Clustered Index Range Queries
Clustered indexes are strong for range queries that align with the clustered key.
Example:
CREATE CLUSTERED INDEX CX_OrderEvents_EventTime_EventId
ON dbo.OrderEvents (EventTime, OrderEventId);
Query:
SELECT *
FROM dbo.OrderEvents
WHERE EventTime >= @StartTime
AND EventTime < @EndTime
ORDER BY EventTime, OrderEventId;
The clustered order supports the date range and output ordering. The trade-off is that inserts may concentrate on the latest page if data is always inserted by current time.
Insert And Update Costs
Indexes speed reads but slow writes.
When a row is inserted:
- The clustered index is updated.
- Every relevant nonclustered index is updated.
- Page splits can occur if inserts land in the middle of an index.
When indexed columns are updated:
- SQL Server may need to move entries within one or more indexes.
- If the clustered key changes, every nonclustered index row locator can be affected.
That is why stable clustered keys matter.
Clustered Index Width And Nonclustered Indexes
Because a clustered key is used as the row locator in nonclustered indexes, clustered key width affects storage and memory use across the table's indexes.
Problematic pattern:
CREATE CLUSTERED INDEX CX_Documents_Tenant_Slug_Title
ON dbo.Documents (TenantId, Slug, Title);
This clustered key may be wide, and Title can change.
Often better:
CREATE TABLE dbo.Documents
(
DocumentId BIGINT IDENTITY(1, 1) NOT NULL,
TenantId INT NOT NULL,
Slug NVARCHAR(200) NOT NULL,
Title NVARCHAR(300) NOT NULL,
CONSTRAINT PK_Documents PRIMARY KEY CLUSTERED (DocumentId),
CONSTRAINT UX_Documents_Tenant_Slug UNIQUE (TenantId, Slug)
);
The clustered key is narrow and stable.

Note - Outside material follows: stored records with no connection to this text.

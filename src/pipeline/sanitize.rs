//! Markup sanitization: strip code-execution vectors from untrusted HTML.
//!
//! ## Sanitization vs. linting
//!
//! This module removes what can *execute*: script-bearing and
//! cross-origin-embedding elements, `on*` event-handler attributes, and
//! script-scheme URLs in `href`/`src`. It deliberately leaves remote
//! resource references (a non-script `src` pointing off-host) alone —
//! remote fetches are an availability/determinism risk, not a
//! code-execution risk once the script vectors are gone, and flagging
//! them is a linting concern for upload tooling.
//!
//! ## Why a streaming rewriter?
//!
//! `lol_html` rewrites the byte stream in place instead of round-tripping
//! through a DOM, so markup the rules don't touch comes back byte-for-byte
//! identical. That is what makes the operation idempotent:
//! `sanitize(sanitize(x)) == sanitize(x)`.
//!
//! Never fails: a rewriter error (practically unreachable with default
//! limits) degrades to fully-escaped text, which executes nothing.

use lol_html::html_content::Element;
use lol_html::{element, HtmlRewriter, Settings};
use tracing::warn;

/// Elements removed outright: script execution and cross-origin embedding.
const DISALLOWED_TAGS: &[&str] = &[
    "script", "iframe", "object", "embed", "applet", "frame", "frameset",
];

/// URL attributes checked for script schemes.
const URL_ATTRIBUTES: &[&str] = &["href", "src"];

/// Rewrite an HTML document to remove script vectors.
///
/// Pure and deterministic; the output always begins with a standard
/// doctype declaration.
pub fn sanitize(input: &[u8]) -> Vec<u8> {
    match rewrite(input) {
        Ok(output) => ensure_doctype(output),
        Err(detail) => {
            warn!("HTML rewriter failed ({detail}); degrading to escaped text");
            ensure_doctype(handlebars::html_escape(&String::from_utf8_lossy(input)).into_bytes())
        }
    }
}

fn rewrite(input: &[u8]) -> Result<Vec<u8>, String> {
    let mut output = Vec::with_capacity(input.len());

    let mut handlers = Vec::new();
    for tag in DISALLOWED_TAGS {
        handlers.push(element!(*tag, |el| {
            el.remove();
            Ok(())
        }));
    }
    handlers.push(element!("*", |el| {
        strip_event_handlers(el);
        strip_script_urls(el);
        Ok(())
    }));

    let mut rewriter = HtmlRewriter::new(
        Settings {
            element_content_handlers: handlers,
            ..Settings::default()
        },
        |chunk: &[u8]| output.extend_from_slice(chunk),
    );

    rewriter.write(input).map_err(|e| e.to_string())?;
    rewriter.end().map_err(|e| e.to_string())?;
    Ok(output)
}

/// Drop every attribute whose name starts with `on` (case-insensitive):
/// `onclick`, `ONLOAD`, `onmouseover`, ….
fn strip_event_handlers(el: &mut Element) {
    let doomed: Vec<String> = el
        .attributes()
        .iter()
        .map(|a| a.name())
        .filter(|name| name.to_ascii_lowercase().starts_with("on"))
        .collect();
    for name in doomed {
        el.remove_attribute(&name);
    }
}

/// Drop `href`/`src` attributes whose value is a script-scheme URL.
fn strip_script_urls(el: &mut Element) {
    for attr in URL_ATTRIBUTES {
        if let Some(value) = el.get_attribute(attr) {
            if is_script_scheme(&value) {
                el.remove_attribute(attr);
            }
        }
    }
}

/// Case-insensitive scheme check, tolerating leading whitespace
/// (`" JavaScript:alert(1)"` is still a script URL).
fn is_script_scheme(value: &str) -> bool {
    let normalised = value.trim_start().to_ascii_lowercase();
    normalised.starts_with("javascript:") || normalised.starts_with("vbscript:")
}

const DOCTYPE: &str = "<!DOCTYPE html>";

fn ensure_doctype(output: Vec<u8>) -> Vec<u8> {
    // Probe starts at the first non-whitespace byte; arbitrarily long
    // leading whitespace must not hide an existing declaration.
    let body = output
        .iter()
        .position(|b| !b.is_ascii_whitespace())
        .unwrap_or(output.len());
    let head = String::from_utf8_lossy(&output[body..output.len().min(body + 16)])
        .to_ascii_lowercase();
    if head.starts_with("<!doctype") {
        return output;
    }
    let mut with_doctype = Vec::with_capacity(output.len() + DOCTYPE.len() + 1);
    with_doctype.extend_from_slice(DOCTYPE.as_bytes());
    with_doctype.push(b'\n');
    with_doctype.extend_from_slice(&output);
    with_doctype
}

The business uniqueness rule is enforced separately.
Common Mistakes
Common mistakes include:
- Thinking primary key and clustered index always mean the same thing.
- Creating a clustered index on a wide, mutable natural key.

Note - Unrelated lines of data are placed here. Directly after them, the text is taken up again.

//! Merge pipeline stages.
//!
//! Each submodule is one stage; the orchestrator in [`crate::merge`] wires
//! them together:
//!
//! ```text
//!   request ──▶ fields ──▶ docx / markup ──▶ sanitize ──▶ convert ──▶ bytes
//!              (contract)   (rendering)      (untrusted    (format
//!                                             HTML only)    chain)
//! ```
//!
//! Stages are independent of storage and of each other: every one takes
//! bytes or a JSON payload and returns bytes or a [`crate::error::MergeError`].

pub mod convert;
pub mod docx;
pub mod fields;
pub mod markup;
pub mod sanitize;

- Creating many nonclustered indexes without considering write cost.
- Ignoring key lookups that happen for many rows.
- Assuming every index seek is good and every scan is bad.
- Creating duplicate or overlapping indexes.
- Forgetting that nonclustered indexes on clustered tables contain the clustered key.
- Indexing tiny tables without measuring benefit.
- Letting missing-index suggestions create overly broad indexes.
Best Practices
Best practices:
- Use a clustered index on most OLTP tables unless a heap is intentional.
- Prefer narrow, unique, stable clustered keys.
- Keep nonclustered indexes targeted to real query patterns.
- Use included columns to cover important queries without widening key columns.
- Watch for key lookups that run once per many rows.
- Do not create indexes speculatively.
- Review index usage and remove redundant or unused indexes.
- Test index changes against representative read and write workloads.
- Consider filtered indexes for well-defined subsets.
- Read execution plans to verify how indexes are actually used.